O capuz cobria sua cabeça, e um cachecol estava puxado cobrindo até seu nariz. Cada vinha que o chicotearia em situações normais batia inofensivamente nos tecidos que o protegiam. Uma piscada e uma olhada rápida para sua direita, os cervos ainda corriam em total velocidade, ele podia notar os músculos dos grandes herbívoros trabalhando para que fugissem daquele predador que, no momento, se importava em ganhar uma corrida por prazer próprio.
O cantar dos pássaros e o som do quebrar de folhas secas lhe acariciavam os ouvidos. O arco em suas mãos lhe transmitia segurança, ele sentia a única flecha batendo contra as laterais da aljava cilíndrica em suas costas. Então, por um momento, fechava os olhos.

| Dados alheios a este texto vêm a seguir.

//! Manifest analysis and filtering
//!
//! Summaries and filters over the naming convention, plus path resolution
//! against a test directory for harness consumers. Nothing here reads the
//! filesystem.

use std::path::{Path, PathBuf};

use serde::Serialize;
use tracing::debug;

use super::registry::TestManifest;
use super::types::ManifestStats;
use crate::app::models::TestCase;

/// Summarize a manifest by decoded variant
pub fn summarize(manifest: &TestManifest) -> ManifestStats {
    let mut stats = ManifestStats {
        total_cases: manifest.len(),
        ..Default::default()
    };

    for case in manifest {
        stats.total_expected_outputs += case.expected_outputs.len();
        match case.variant() {
            Some(variant) => {
                *stats.by_variant.entry(variant.kind).or_insert(0) += 1;
                stats.base_numbers.insert(variant.base);
            }
            None => stats.unconventional += 1,
        }
    }

    stats
}

/// Selection criteria for test cases
///
/// Unset fields match everything. Convention-based criteria never match
/// cases whose names do not decode.
#[derive(Debug, Clone, Default, PartialEq, Eq)]
pub struct CaseFilter {
    /// Base test number
    pub base: Option<u32>,
    /// Quadratic (`true`) or linear (`false`) elements
    pub quadratic: Option<bool>,
    /// Nonzero (`true`) or zero (`false`) tangential tolerance
    pub tangential_tolerance: Option<bool>,
    /// Substring of the case name
    pub name_contains: Option<String>,
}

impl CaseFilter {
    /// Whether any criterion is set
    pub fn is_active(&self) -> bool {
        self.base.is_some()
            || self.quadratic.is_some()
            || self.tangential_tolerance.is_some()
            || self.name_contains.is_some()
    }

    /// Whether a case satisfies every set criterion
    pub fn matches(&self, case: &TestCase) -> bool {
        if let Some(fragment) = &self.name_contains {
            if !case.name.contains(fragment.as_str()) {
                return false;
            }
        }

        let needs_variant =
            self.base.is_some() || self.quadratic.is_some() || self.tangential_tolerance.is_some();
        if !needs_variant {
            return true;
        }

        let Some(variant) = case.variant() else {
            return false;
        };
        self.base.map_or(true, |base| variant.base == base)
            && self.quadratic.map_or(true, |q| variant.quadratic() == q)
            && self
                .tangential_tolerance
                .map_or(true, |tt| variant.tangential_tolerance() == tt)
    }
}

/// Cases matching a filter, in declaration order
pub fn filter_cases<'a>(manifest: &'a TestManifest, filter: &CaseFilter) -> Vec<&'a TestCase> {
    let selected: Vec<&TestCase> = manifest.iter().filter(|case| filter.matches(case)).collect();
    debug!(
        "Filter selected {} of {} test cases",
        selected.len(),
        manifest.len()
    );
    selected
}

/// A test case with its files placed under a test directory
#[derive(Debug, Clone, PartialEq, Eq, Serialize)]
pub struct ResolvedCase {
    /// Test name
    pub name: String,
    /// Input deck path
    pub input_path: PathBuf,
    /// Reference output paths, in declaration order
    pub reference_paths: Vec<PathBuf>,
}

impl ResolvedCase {
    /// Place a case's files under `test_dir`, with references in `gold_dir`
    ///
    /// An empty `gold_dir` keeps references alongside the input.
    pub fn resolve(case: &TestCase, test_dir: &Path, gold_dir: &str) -> Self {
        let reference_root = if gold_dir.is_empty() {
            test_dir.to_path_buf()
        } else {
            test_dir.join(gold_dir)
        };

        Self {
            name: case.name.clone(),
            input_path: test_dir.join(&case.input_file),
            reference_paths: case
                .expected_outputs
                .iter()
                .map(|output| reference_root.join(output))
                .collect(),
        }
    }
}

/// Resolve every case of a manifest
pub fn resolve_all(manifest: &TestManifest, test_dir: &Path, gold_dir: &str) -> Vec<ResolvedCase> {
    manifest
        .iter()
        .map(|case| ResolvedCase::resolve(case, test_dir, gold_dir))
        .collect()
}

#[cfg(test)]
mod tests {
    use super::*;
    use crate::app::manifest::suite::moving_penetration;
    use crate::app::models::VariantKind;

    #[test]
    fn test_summary_of_builtin_suite() {
        let stats = summarize(&moving_penetration().unwrap());
        assert_eq!(stats.total_cases, 20);
        assert_eq!(stats.total_expected_outputs, 20);
        assert_eq!(stats.base_numbers.len(), 5);
        assert_eq!(stats.unconventional, 0);
        for kind in VariantKind::all() {
            assert_eq!(stats.variant_count(kind), 5);
        }
        assert!(stats.is_complete_matrix());
    }

    #[test]
    fn test_summary_counts_unconventional_names() {
        let manifest = TestManifest::new(vec![
            TestCase::conventional("pl_test1"),
            TestCase::conventional("sliding_block"),
        ])
        .unwrap();
        let stats = summarize(&manifest);
        assert_eq!(stats.unconventional, 1);
        assert_eq!(stats.variant_count(VariantKind::Linear), 1);
        assert!(!stats.is_complete_matrix());
    }

    #[test]
    fn test_filter_by_variant_flags() {
        let manifest = moving_penetration().unwrap();

        let quadratic_tt = CaseFilter {
            quadratic: Some(true),
            tangential_tolerance: Some(true),
            ..Default::default()
        };
        let names: Vec<&str> = filter_cases(&manifest, &quadratic_tt)
            .iter()
            .map(|case| case.name.as_str())
            .collect();
        assert_eq!(
            names,
            vec!["pl_test1qtt", "pl_test2qtt", "pl_test3qtt", "pl_test4qtt", "pl_test5qtt"]
        );

        let base_two = CaseFilter {
            base: Some(2),
            ..Default::default()
        };
        assert_eq!(filter_cases(&manifest, &base_two).len(), 4);
    }

    #[test]
    fn test_filter_by_name_fragment() {
        let manifest = TestManifest::new(vec![
            TestCase::conventional("pl_test1"),
            TestCase::conventional("sliding_block"),
        ])
        .unwrap();

        let filter = CaseFilter {
            name_contains: Some("block".to_string()),
            ..Default::default()
        };
        assert!(filter.is_active());
        assert_eq!(filter_cases(&manifest, &filter).len(), 1);

        let linear = CaseFilter {
            quadratic: Some(false),
            ..Default::default()
        };
        let selected = filter_cases(&manifest, &linear);
        assert_eq!(selected.len(), 1);
        assert_eq!(selected[0].name, "pl_test1");
    }

    #[test]
    fn test_empty_filter_matches_everything() {
        let manifest = moving_penetration().unwrap();
        let filter = CaseFilter::default();
        assert!(!filter.is_active());
        assert_eq!(filter_cases(&manifest, &filter).len(), manifest.len());
    }

    #[test]
    fn test_resolve_paths() {
        let case = TestCase::conventional("pl_test4q");
        let dir = Path::new("tests/2d_moving_penetration_tests");

        let resolved = ResolvedCase::resolve(&case, dir, "gold");
        assert_eq!(resolved.input_path, dir.join("pl_test4q.i"));
        assert_eq!(
            resolved.reference_paths,
            vec![dir.join("gold").join("pl_test4q_out.e")]
        );

        let flat = ResolvedCase::resolve(&case, dir, "");
        assert_eq!(flat.reference_paths, vec![dir.join("pl_test4q_out.e")]);
    }

    #[test]
    fn test_resolve_all_keeps_order() {
        let manifest = moving_penetration().unwrap();
        let resolved = resolve_all(&manifest, Path::new("."), "gold");
        assert_eq!(resolved.len(), 20);
        assert_eq!(resolved[0].name, "pl_test1");
        assert_eq!(resolved[19].name, "pl_test5qtt");
    }
}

A imprudência de negar a própria visão trazia os outros sentidos à flor da pele do ranger. Podia sentir a própria floresta em volta de si. Cada passo era calculado, cada pisada era lembrada, cada ciclo respiratório era um déjà vu.

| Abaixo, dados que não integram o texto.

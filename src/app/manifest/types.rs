//! Core types for manifest processing
//!
//! This module contains the data structures shared by the loaders and
//! the analysis helpers: file formats, the on-disk document schema,
//! runtime configuration and summary statistics.

use std::collections::{BTreeMap, BTreeSet};
use std::fmt;
use std::path::{Path, PathBuf};
use std::str::FromStr;

use serde::{Deserialize, Serialize};

use crate::app::models::{TestCase, VariantKind};
use crate::constants::naming;
use crate::errors::{ManifestError, ManifestResult};

/// On-disk manifest formats
#[derive(Debug, Clone, Copy, PartialEq, Eq, Serialize, Deserialize)]
#[serde(rename_all = "lowercase")]
pub enum ManifestFormat {
    /// `[[case]]` tables
    Toml,
    /// `{"case": [...]}` document
    Json,
    /// Harness spec file of `name = { INPUT : ..., EXODIFF : [...] }` records
    Legacy,
}

impl ManifestFormat {
    /// Infer the format from a file extension
    ///
    /// # Errors
    ///
    /// Returns `ManifestError::UnknownFormat` for unrecognized extensions
    pub fn from_path(path: &Path) -> ManifestResult<Self> {
        match path.extension().and_then(|ext| ext.to_str()) {
            Some("toml") => Ok(Self::Toml),
            Some("json") => Ok(Self::Json),
            Some("py") => Ok(Self::Legacy),
            _ => Err(ManifestError::UnknownFormat {
                path: path.to_path_buf(),
            }),
        }
    }
}

impl fmt::Display for ManifestFormat {
    fn fmt(&self, f: &mut fmt::Formatter<'_>) -> fmt::Result {
        let name = match self {
            Self::Toml => "toml",
            Self::Json => "json",
            Self::Legacy => "legacy",
        };
        f.write_str(name)
    }
}

impl FromStr for ManifestFormat {
    type Err = String;

    fn from_str(s: &str) -> Result<Self, Self::Err> {
        match s.to_ascii_lowercase().as_str() {
            "toml" => Ok(Self::Toml),
            "json" => Ok(Self::Json),
            "legacy" | "py" => Ok(Self::Legacy),
            other => Err(format!(
                "unknown manifest format '{}'. Expected toml, json or legacy",
                other
            )),
        }
    }
}

/// One record as written in a TOML or JSON manifest
///
/// Fields are optional so that a missing field surfaces as a malformed
/// record naming the case rather than a bare deserialization error.
#[derive(Debug, Clone, Default, Serialize, Deserialize)]
#[serde(deny_unknown_fields)]
pub struct RawCase {
    pub name: Option<String>,
    pub input: Option<String>,
    #[serde(default)]
    pub exodiff: Vec<String>,
}

impl RawCase {
    /// Convert into a test case, checking required fields
    pub fn into_case(self, position: usize) -> ManifestResult<TestCase> {
        let name = self
            .name
            .filter(|name| !name.trim().is_empty())
            .ok_or_else(|| ManifestError::malformed(format!("#{}", position + 1), "missing name"))?;
        let input = self
            .input
            .ok_or_else(|| ManifestError::malformed(&name, "missing input file"))?;

        let case = TestCase::new(name, input, self.exodiff);
        case.validate()?;
        Ok(case)
    }
}

impl From<&TestCase> for RawCase {
    fn from(case: &TestCase) -> Self {
        Self {
            name: Some(case.name.clone()),
            input: Some(case.input_file.clone()),
            exodiff: case.expected_outputs.clone(),
        }
    }
}

/// Serialized manifest document
#[derive(Debug, Clone, Default, Serialize, Deserialize)]
#[serde(deny_unknown_fields)]
pub struct ManifestDocument {
    /// Records in declaration order
    #[serde(rename = "case", default)]
    pub cases: Vec<RawCase>,
}

/// Runtime configuration for loading and resolving a manifest
#[derive(Debug, Clone, PartialEq, Eq)]
pub struct ManifestConfig {
    /// Manifest file to load; `None` selects the built-in suite
    pub source: Option<PathBuf>,
    /// Explicit format; `None` infers from the file extension
    pub format: Option<ManifestFormat>,
    /// Subdirectory holding reference outputs
    pub gold_dir: String,
}

impl Default for ManifestConfig {
    fn default() -> Self {
        Self {
            source: None,
            format: None,
            gold_dir: naming::GOLD_DIR.to_string(),
        }
    }
}

/// Summary statistics about a manifest
#[derive(Debug, Clone, Default, PartialEq, Eq, Serialize)]
pub struct ManifestStats {
    /// Number of test cases
    pub total_cases: usize,
    /// Number of reference outputs across all cases
    pub total_expected_outputs: usize,
    /// Cases per decoded variant
    pub by_variant: BTreeMap<VariantKind, usize>,
    /// Base test numbers seen
    pub base_numbers: BTreeSet<u32>,
    /// Cases whose names do not follow the naming convention
    pub unconventional: usize,
}

impl ManifestStats {
    /// Number of cases of one variant
    pub fn variant_count(&self, kind: VariantKind) -> usize {
        self.by_variant.get(&kind).copied().unwrap_or(0)
    }

    /// Whether every base number has all four variants
    pub fn is_complete_matrix(&self) -> bool {
        self.unconventional == 0
            && VariantKind::all()
                .iter()
                .all(|kind| self.variant_count(*kind) == self.base_numbers.len())
    }
}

A velocidade fazia o vento lhe acariciar o rosto. Nem mesmo os ladrões da cidade sentiriam essa sensação de liberdade. Cada presente da floresta ecoava em sua mente, ele já não se via como um humano.
Cinco.
Sua mão se movia à aljava e seus dedos eram tocados pela maciez da pena da flecha. Com o indicador e o médio, rapidamente a puxava e a ajustava na corda do arco, como fizera durante a vida inteira.
Quatro.
Virava o corpo um pouco para a direita e tencionava a flecha na corda com os músculos dos braços e das costas. Pulava e, em pleno ar, soltava a corda.
Três.
Seus pés tocavam o chão, retomando a veloz corrida. Um baque era ouvido — profundo, forte, como o grito de uma árvore ao ser perfurada pela flecha.
Dois.
O arco era colocado no ombro com o braço entre a corda e a haste. Não havia cerimônia de guardá-lo no suporte das costas com a corda removida.
Um.
Um pulo longo. Esticar as mãos à frente, segurar na corda e atravessar o abismo.
Zero.
Uma queda era ouvida. O ranger caía sobre os dois pés, cambaleando para a frente e se apoiando no chão com a mão direita. Abria os olhos e olhava pra trás.
Um abismo estava às suas costas. Ao seu fundo, corria o leito do rio. Sobre o abismo, uma corda balançava, presa firmemente àquela flecha disparada.
Sentava-se e puxava o cantil, fazendo um brinde silencioso. Merecia esse pequeno prêmio, afinal, enganara a morte mais uma vez.